Indonesia won’t replace India in BRICS: Stanchart economist





Will Indonesia replace India in BRICS (Brazil, Russia, India, China and South Africa) — the league of powerful emerging nations — in the near future?
Although growth has slowed down in India, and Indonesia has emerged as the favourite for foreign investors, there’s no chance of Indonesia replacing India, says Standard Chartered Bank managing director and senior economist Fauzi Ichsan.
“India will remain in BRICS. What can happen is that Indonesia may join BRICS by 2014 and the league may become BRIICS. India is a much bigger economy which is expected to do well in the coming years,” Fauzi said.
“The growth rate of the Indian and Indonesian economies was 2nd and 3rd highest among the G-20 nations. Both economies have large domestic markets that helped shield them from global economic slowdown and global trade contracts. Indonesia also attracted global investors attention during this period when GDP growth has been over 6.5 per cent over the previous years,” Fauzi told The Indian Express.
According to him, with Indonesia likely to join the BRICS club by 2014, India-Indonesia economic relations will strengthen further.
“Moreover, political-economic similarities between India and Indonesia would foster Indian FDI into Indonesia, as Indian investors are used to challenges in a young democracy,” Fauzi said. 
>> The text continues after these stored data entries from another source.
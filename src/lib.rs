#![forbid(unsafe_code)]

pub mod clip;
pub mod compute;
#[cfg(feature = "gpu")]
pub mod compute_gpu;
pub mod decode;
pub mod error;
pub mod fx;
pub mod mixture;
pub mod model;
pub mod picture;
pub mod render;
pub mod timeline;

pub use clip::{ClipRecord, ClipSource};
pub use compute::{
    AcceleratorHandle, AcceleratorKind, BackendPool, ComputeBackend, CpuBackend, Kernel,
    create_backend,
};
#[cfg(feature = "gpu")]
pub use compute_gpu::GpuBackend;
pub use decode::{FrameDecoder, FrameSink, MemorySink, PngDirectorySink, open_source};
pub use error::{FramecastError, FramecastResult};
pub use fx::{BindableEffect, BoundValue, Effect, EffectContext, Role, apply_chain, parse_effect};
pub use mixture::{MixtureArgs, MixtureMode, mix, remove_color};
pub use model::{ClipDraft, ClipType, Draft, EffectDescriptor, Resolution};
pub use picture::{BitMask, Picture, fit_dimensions};
pub use render::{CancelToken, RenderOptions, RenderStats, render_batch};
pub use timeline::{
    NULL_FRAME_HASH, OneFrame, OverlapInfo, composite, composite_or_placeholder, find_overlaps,
    frame_hash, has_overlap, resolve_layers,
};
Despite global economic slowdown, trade between India and Indonesia has strengthened over the last decade.
“Indonesia which is a major coal producer in the world attracted several Indian corporates which are keen to invest in coal mines in the country. Nearly 70 per cent of India’s coal requirements are imported from Indonesia,” said Prakash Subramanian, MD and head, global markets, Stanchart, Indonesia. 

Over the years, quite a few Indian corporate groups have set up operations in Indonesia. The Tata group, the Anil Ambani group, the Adani group and Essar have bought stakes in Indonesian mines.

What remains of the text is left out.